Wie alles begann - Von der Ideenfindung bis zur Strategie

Wir von factum begleiten MyOma schon seit der Gründung 2011, nicht nur mit Pressearbeit, sondern Beratung aller Art. Und so waren wir auch an der Entstehung des MyOma Löffelkompotts von Anfang an beteiligt. Von der Idee 2016 bis zum Verkaufsstart am 01. Oktober 2018 ist viel passiert:

Zu Beginn der Produktentwicklung mietete MyOma eine Küche und zusammen mit sieben der Omas wurde eifrig gekocht und Rezepte probiert.
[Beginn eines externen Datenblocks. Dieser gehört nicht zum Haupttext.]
use crate::run_result::{self, EpisodeRow, RunResult};
use crate::scenario::Scenario;
use anyhow::{Context, Result};
use prospector_core::{EngineBatch, EngineConfig, StepMetrics, StepResult};
use std::path::Path;
use std::time::Instant;
use tracing::debug;
use uuid::Uuid;

/// Instances of one seed start this far apart so their per-episode reseeds
/// (`instance_seed + episode_index`) never collide.
const INSTANCE_SEED_STRIDE: u64 = 1 << 32;

pub struct SeedResult {
    pub seed: u64,
    pub run_id: String,
    pub steps_per_second: f64,
    pub episodes: Vec<EpisodeRow>,
    pub mean_return: Option<f64>,
    pub final_metrics: StepMetrics,
}

pub fn instance_seed(seed: u64, instance: usize) -> u64 {
    seed.wrapping_add((instance as u64).wrapping_mul(INSTANCE_SEED_STRIDE))
}

/// Running totals for the episode an instance is currently in.
#[derive(Debug, Clone, Default)]
struct EpisodeTracker {
    episode: u64,
    episode_seed: u64,
    steps: u64,
    ticks: u64,
    total_return: f64,
}

impl EpisodeTracker {
    fn push(&mut self, result: &StepResult) {
        self.steps += 1;
        self.ticks += u64::from(result.dt);
        self.total_return += f64::from(result.reward);
    }

    fn close(&mut self, seed: u64, instance: usize, result: &StepResult) -> EpisodeRow {
        let row = EpisodeRow {
            seed,
            instance,
            episode: self.episode,
            episode_seed: self.episode_seed,
            steps: self.steps,
            ticks: self.ticks,
            total_return: self.total_return,
            terminated: result.terminated,
            truncated: result.truncated,
            credits: result.metrics.credits,
            net_profit: result.metrics.net_profit,
            survival: result.metrics.survival,
            pirate_encounters: result.metrics.pirate_encounters,
            scan_count: result.metrics.scan_count,
            mining_ticks: result.metrics.mining_ticks,
        };
        *self = Self {
            episode: self.episode + 1,
            episode_seed: instance_seed(seed, instance).wrapping_add(self.episode + 1),
            ..Self::default()
        };
        row
    }
}

struct Simulated {
    episodes: Vec<EpisodeRow>,
    terminal_metrics: Vec<StepMetrics>,
    last_results: Vec<StepResult>,
}

/// Steps every instance `scenario.steps` times, resetting finished ones in place.
fn simulate(
    scenario: &Scenario,
    config: EngineConfig,
    seed: u64,
    seeds: &[u64],
) -> Result<Simulated> {
    let mut batch = EngineBatch::new(config, seeds)
        .with_context(|| format!("allocating {} instances", seeds.len()))?;
    let mut sources: Vec<_> = seeds.iter().map(|&s| scenario.policy.source(s)).collect();
    let mut trackers: Vec<EpisodeTracker> = seeds
        .iter()
        .map(|&s| EpisodeTracker {
            episode_seed: s,
            ..EpisodeTracker::default()
        })
        .collect();

    let mut codes = vec![0_u8; seeds.len()];
    let mut out = Simulated {
        episodes: Vec::new(),
        terminal_metrics: Vec::new(),
        last_results: Vec::new(),
    };

    for _ in 0..scenario.steps {
        for ((code, source), engine) in codes.iter_mut().zip(&mut sources).zip(batch.engines()) {
            *code = source.next_action(engine.state());
        }
        let results = if scenario.parallel {
            batch.par_step_many(Some(codes.as_slice()))?
        } else {
            batch.step_many(Some(codes.as_slice()))?
        };

        for (instance, (result, tracker)) in results.iter().zip(&mut trackers).enumerate() {
            tracker.push(result);
            if result.done() {
                out.episodes.push(tracker.close(seed, instance, result));
                out.terminal_metrics.push(result.metrics);
                batch.engines_mut()[instance].reset(tracker.episode_seed);
            }
        }
        out.last_results = results;
    }
    Ok(out)
}

pub fn run_seed(
    scenario: &Scenario,
    config: EngineConfig,
    seed: u64,
    seed_dir: &Path,
    scenario_params: &serde_json::Value,
) -> Result<SeedResult> {
    let run_id = Uuid::new_v4().to_string();
    let start = Instant::now();

    let seeds: Vec<u64> = (0..scenario.instances)
        .map(|i| instance_seed(seed, i))
        .collect();
    let outcome = simulate(scenario, config, seed, &seeds)?;
    let episodes = outcome.episodes;

    let wall_time = start.elapsed();
    let total_steps = scenario.steps * seeds.len() as u64;
    let steps_per_second = if wall_time.as_secs_f64() > 0.0 {
        total_steps as f64 / wall_time.as_secs_f64()
    } else {
        0.0
    };

    let mean_return = if episodes.is_empty() {
        None
    } else {
        Some(episodes.iter().map(|e| e.total_return).sum::<f64>() / episodes.len() as f64)
    };
    let final_metrics = final_metrics(&outcome.terminal_metrics, &outcome.last_results);
    debug!(
        seed,
        episodes = episodes.len(),
        steps_per_second,
        "seed finished"
    );

    std::fs::create_dir_all(seed_dir)
        .with_context(|| format!("creating seed directory: {}", seed_dir.display()))?;
    run_result::write_episodes_csv(&seed_dir.join("episodes.csv"), &episodes)?;

    #[allow(clippy::cast_possible_truncation)]
    let wall_time_ms = wall_time.as_millis() as u64;
    let run_result = RunResult {
        run_schema_version: 1,
        run_status: "completed".to_string(),
        run_id: run_id.clone(),
        seed,
        scenario_name: scenario.name.clone(),
        scenario_params: scenario_params.clone(),
        instances: seeds.len(),
        batch_steps: scenario.steps,
        total_steps,
        wall_time_ms,
        steps_per_second,
        episodes_completed: episodes.len(),
        episodes_failed: episodes.iter().filter(|e| e.failed()).count(),
        mean_return,
        final_metrics,
        episodes_path: "episodes.csv".to_string(),
    };
    run_result
        .write_atomic(&seed_dir.join("run_result.json"))
        .context("writing run_result.json")?;

    Ok(SeedResult {
        seed,
        run_id,
        steps_per_second,
        episodes,
        mean_return,
        final_metrics,
    })
}

/// Mean terminal metrics of finished episodes, or the latest step's metrics
/// when no episode finished within the run.
fn final_metrics(terminal: &[StepMetrics], last: &[StepResult]) -> StepMetrics {
    run_result::mean_metrics(terminal)
        .or_else(|| {
            let latest: Vec<StepMetrics> = last.iter().map(|r| r.metrics).collect();
            run_result::mean_metrics(&latest)
        })
        .unwrap_or_default()
}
Aus den ursprünglich zehn verschiedenen Kombinationen unterschiedlicher Obstsorten wurden schließlich die drei besten ausgewählt: Bromhilde (Apfel-Brombeere-Waldmeister), Rhabarbara (Rhabarber-Erdbeer-Holunder) und Beertrude (Waldbeere-Minze).
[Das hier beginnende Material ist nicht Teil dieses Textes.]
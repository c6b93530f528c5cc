use anyhow::{Context, Result};
use clap::{Parser, Subcommand};
use prospector_core::EngineConfig;
use rayon::prelude::*;
use std::io::Write;
use std::path::{Path, PathBuf};
use uuid::Uuid;

mod overrides;
mod run_result;
mod runner;
mod scenario;
mod summary;

#[derive(Parser)]
#[command(
    name = "prospector_bench",
    about = "Scenario-driven throughput benchmark for the prospector engine"
)]
struct Cli {
    #[command(subcommand)]
    command: Commands,
}

#[derive(Subcommand)]
enum Commands {
    /// Run a scenario file across multiple seeds.
    Run {
        /// Path to the scenario JSON file.
        #[arg(long)]
        scenario: String,
        /// Output directory (default: runs/).
        #[arg(long, default_value = "runs")]
        output_dir: String,
    },
}

#[allow(clippy::too_many_lines)]
fn run(scenario_path: &str, output_dir: &str) -> Result<()> {
    let scenario = scenario::load_scenario(Path::new(scenario_path))?;
    let seeds = scenario.seeds.expand();

    println!(
        "Loading scenario '{}': {} seeds × {} instances × {} steps (policy={:?}, parallel={})",
        scenario.name,
        seeds.len(),
        scenario.instances,
        scenario.steps,
        scenario.policy,
        scenario.parallel,
    );

    let mut config = EngineConfig::default();
    overrides::apply_overrides(&mut config, &scenario.overrides)?;
    let config = config.sanitized();

    let scenario_params = serde_json::json!({
        "steps": scenario.steps,
        "instances": scenario.instances,
        "policy": scenario.policy,
        "parallel": scenario.parallel,
        "config": config,
        "overrides": scenario.overrides,
    });

    // Create timestamped output directory.
    let timestamp = chrono::Utc::now().format("%Y%m%d_%H%M%S");
    let run_dir = PathBuf::from(output_dir).join(format!("{}_{}", scenario.name, timestamp));
    std::fs::create_dir_all(&run_dir)
        .with_context(|| format!("creating output directory: {}", run_dir.display()))?;

    std::fs::copy(scenario_path, run_dir.join("scenario.json")).context("copying scenario file")?;

    println!("Output: {}", run_dir.display());
    println!("Running {} seeds in parallel...", seeds.len());

    let results: Vec<Result<runner::SeedResult>> = seeds
        .par_iter()
        .map(|&seed| {
            let seed_dir = run_dir.join(format!("seed_{seed}"));
            runner::run_seed(&scenario, config, seed, &seed_dir, &scenario_params)
                .with_context(|| format!("seed {seed}"))
        })
        .collect();

    let mut seed_results = Vec::new();
    for result in results {
        match result {
            Ok(seed_result) => seed_results.push(seed_result),
            Err(err) => {
                tracing::error!("{err:#}");
                eprintln!("Seed failed: {err:#}");
            }
        }
    }

    if seed_results.is_empty() {
        anyhow::bail!("all seeds failed");
    }

    seed_results.sort_by_key(|r| r.seed);
    for r in &seed_results {
        println!(
            "seed {:>6}: {:>12.0} steps/s  {:>5} episodes  mean_return={}",
            r.seed,
            r.steps_per_second,
            r.episodes.len(),
            r.mean_return
                .map_or_else(|| "n/a".to_string(), |v| format!("{v:.3}")),
        );
    }

    let result_refs: Vec<&runner::SeedResult> = seed_results.iter().collect();
    let stats = summary::compute_summary(&result_refs);
    summary::print_summary(&scenario.name, scenario.steps, scenario.instances, &stats);

    let summary_path = run_dir.join("summary.json");
    let summary_json = serde_json::to_string_pretty(&stats).context("serializing summary")?;
    std::fs::write(&summary_path, summary_json)
        .with_context(|| format!("writing {}", summary_path.display()))?;

    let batch_summary = serde_json::json!({
        "batch_schema_version": 1,
        "batch_id": Uuid::new_v4().to_string(),
        "scenario_name": scenario.name,
        "scenario_params": scenario_params,
        "seed_count": seed_results.len(),
        "run_ids": seed_results.iter().map(|r| r.run_id.as_str()).collect::<Vec<_>>(),
        "episode_count": stats.episode_count,
        "failed_episode_count": stats.failed_episode_count,
        "aggregated_metrics": summary::build_aggregated_metrics(&stats),
    });

    let batch_path = run_dir.join("batch_summary.json");
    let batch_tmp = batch_path.with_extension("json.tmp");
    let batch_json =
        serde_json::to_string_pretty(&batch_summary).context("serializing batch summary")?;
    let mut batch_file = std::fs::File::create(&batch_tmp)
        .with_context(|| format!("creating {}", batch_tmp.display()))?;
    batch_file
        .write_all(batch_json.as_bytes())
        .context("writing batch summary")?;
    batch_file
        .sync_all()
        .with_context(|| format!("syncing {}", batch_tmp.display()))?;
    std::fs::rename(&batch_tmp, &batch_path).context("renaming batch summary")?;

    println!("Summary written to {}", summary_path.display());
    println!("Batch summary written to {}", batch_path.display());
    Ok(())
}

fn main() -> Result<()> {
    tracing_subscriber::fmt()
        .with_env_filter(tracing_subscriber::filter::EnvFilter::from_default_env())
        .init();

    let cli = Cli::parse();
    match cli.command {
        Commands::Run {
            scenario,
            output_dir,
        } => run(&scenario, &output_dir)?,
    }
    Ok(())
}
use crate::constants::MAX_NODES;
use crate::World;
use std::collections::VecDeque;

/// Hop distance cap; also the value reported for unreachable nodes.
#[allow(clippy::cast_possible_truncation)]
pub const UNREACHABLE: u8 = (MAX_NODES - 1) as u8;

/// Breadth-first hop counts from the station (node 0) over live nodes.
///
/// Every slot starts at [`UNREACHABLE`]; distances saturate at the same cap.
pub fn steps_to_station(world: &World) -> [u8; MAX_NODES] {
    let mut steps = [UNREACHABLE; MAX_NODES];
    if world.node_count == 0 {
        return steps;
    }
    let mut visited = [false; MAX_NODES];
    let mut queue = VecDeque::with_capacity(MAX_NODES);
    visited[0] = true;
    steps[0] = 0;
    queue.push_back(0usize);
    while let Some(node) = queue.pop_front() {
        let dist = steps[node];
        for edge in world.nodes[node].edges.iter().flatten() {
            let neighbor = edge.to;
            if neighbor >= world.node_count || visited[neighbor] {
                continue;
            }
            visited[neighbor] = true;
            steps[neighbor] = dist.saturating_add(1).min(UNREACHABLE);
            queue.push_back(neighbor);
        }
    }
    steps
}

/// Writes [`steps_to_station`] into each node.
pub fn index_reachability(world: &mut World) {
    let steps = steps_to_station(world);
    for (node, dist) in world.nodes.iter_mut().zip(steps) {
        node.steps_to_station = dist;
    }
}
Im zweiten Schritt wurde gemeinsam mit uns besprochen, wie das Produkt und die neue Marke nach außen hin transportiert werden soll. Was ist die Kernbotschaft des Kompotts? Welche Zielgruppe soll angesprochen werden? Welchen Namen soll das Kompott tragen und warum soll überhaupt ein neues Produkt entstehen? Aus all diesen Fragen entsandt die Kernbotschaft „Löffeln für den guten Zweck“. Denn auch das Löffelkompott soll ältere Menschen unterstützen. Da sich an der Produktion des Kompotts aber nicht so viele Omas beteiligen können, wie an den Strickaccessoires, wurde nach einem Verein gesucht, der ältere Menschen unterstützt und mit dem man kooperieren könnte. So entstand die Zusammenarbeit mit dem LichtBlick Seniorenhilfe e. V. Bei jedem Verkauf eines Gläschen Kompott gehen direkt 5 Cent an den Verein.
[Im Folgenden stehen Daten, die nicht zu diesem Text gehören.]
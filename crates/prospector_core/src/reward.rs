//! Scalar reward from a pre-tick snapshot and the post-tick state.

use crate::constants::{
    CREDIT_SCALE, HEAT_MAX, REWARD_ALPHA_EXTRACT, REWARD_BETA_FUEL, REWARD_DELTA_WEAR,
    REWARD_DESTROYED_PENALTY, REWARD_EPSILON_HEAT, REWARD_GAMMA_TIME, REWARD_HEAT_SAFE_FRACTION,
    REWARD_KAPPA_PIRATE, REWARD_SCAN_COST, REWARD_STRANDED_PENALTY, REWARD_TERMINAL_BONUS,
    REWARD_ZETA_DAMAGE,
};
use crate::SimState;
use serde::{Deserialize, Serialize};

/// Scalars captured before dispatch; every reward term is a delta against these.
#[derive(Debug, Clone, Copy, PartialEq)]
pub struct Snapshot {
    pub credits: f32,
    pub fuel: f32,
    pub hull: f32,
    pub heat: f32,
    pub tool: f32,
    pub cargo_value: f32,
    pub value_lost_to_pirates: f32,
}

impl Snapshot {
    pub fn capture(state: &SimState) -> Self {
        Self {
            credits: state.ship.credits,
            fuel: state.ship.fuel,
            hull: state.ship.hull,
            heat: state.ship.heat,
            tool: state.ship.tool,
            cargo_value: state.cargo_value(),
            value_lost_to_pirates: state.stats.value_lost_to_pirates,
        }
    }
}

/// How the tick ended, as seen by the reward and the metrics.
#[derive(Debug, Clone, Copy, Default, PartialEq, Eq, Serialize, Deserialize)]
pub struct Outcome {
    pub destroyed: bool,
    pub stranded: bool,
    pub done: bool,
}

impl Outcome {
    pub fn survived(self) -> bool {
        !self.destroyed && !self.stranded
    }
}

/// Per-term breakdown. [`RewardTerms::total`] sums in a fixed order.
#[derive(Debug, Clone, Copy, Default, PartialEq, Serialize, Deserialize)]
pub struct RewardTerms {
    pub sell: f32,
    pub extract: f32,
    pub fuel: f32,
    pub time: f32,
    pub wear: f32,
    pub heat: f32,
    pub damage: f32,
    pub scan: f32,
    pub invalid: f32,
    pub pirate: f32,
    pub terminal: f32,
}

impl RewardTerms {
    pub fn compute(
        state: &SimState,
        before: &Snapshot,
        scan_action: bool,
        invalid: bool,
        dt: u16,
        outcome: Outcome,
    ) -> Self {
        let ship = &state.ship;
        let cargo_gain = (state.cargo_value() - before.cargo_value).max(0.0);
        let heat_excess = (ship.heat - REWARD_HEAT_SAFE_FRACTION * HEAT_MAX).max(0.0);
        let heat_term = heat_excess / HEAT_MAX;
        let pirate_loss =
            (state.stats.value_lost_to_pirates - before.value_lost_to_pirates).max(0.0);

        let mut terminal = 0.0_f32;
        if outcome.stranded {
            terminal -= REWARD_STRANDED_PENALTY;
        }
        if outcome.destroyed {
            terminal -= REWARD_DESTROYED_PENALTY;
        }
        if outcome.done && outcome.survived() {
            terminal += REWARD_TERMINAL_BONUS * (ship.credits / CREDIT_SCALE);
        }

        Self {
            sell: (ship.credits - before.credits) / CREDIT_SCALE,
            extract: REWARD_ALPHA_EXTRACT * (cargo_gain / CREDIT_SCALE),
            fuel: -REWARD_BETA_FUEL * (before.fuel - ship.fuel).max(0.0) / 100.0,
            time: -REWARD_GAMMA_TIME * f32::from(dt),
            wear: -REWARD_DELTA_WEAR * (before.tool - ship.tool).max(0.0) / 10.0,
            heat: -REWARD_EPSILON_HEAT * heat_term * heat_term,
            damage: -REWARD_ZETA_DAMAGE * (before.hull - ship.hull).max(0.0) / 10.0,
            scan: if scan_action { -REWARD_SCAN_COST } else { 0.0 },
            invalid: if invalid {
                -state.config.invalid_action_penalty
            } else {
                0.0
            },
            pirate: -REWARD_KAPPA_PIRATE * (pirate_loss / CREDIT_SCALE),
            terminal,
        }
    }

    pub fn total(&self) -> f32 {
        self.sell
            + self.extract
            + self.fuel
            + self.time
            + self.wear
            + self.heat
            + self.damage
            + self.scan
            + self.invalid
            + self.pirate
            + self.terminal
    }
}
Schon starteten wir in die dritte Phase: das Design. Das Löffelkompott soll ältere Menschen unterstützen, aber natürlich auch die jüngeren Generationen ansprechen. Es soll ein positives Gefühl vermitteln und schon im Laden das Wasser im Mund zusammenlaufen lassen. Bei der Optik unterstützten uns unsere Partner von Ansichtssache, mit denen wir schon bei vielen Projekten erfolgreich zusammengearbeitet haben. Sie entwickelten ein frisches und lebendiges Design, das sowohl hervorragend zum Produkt als auch zu den Omas passt.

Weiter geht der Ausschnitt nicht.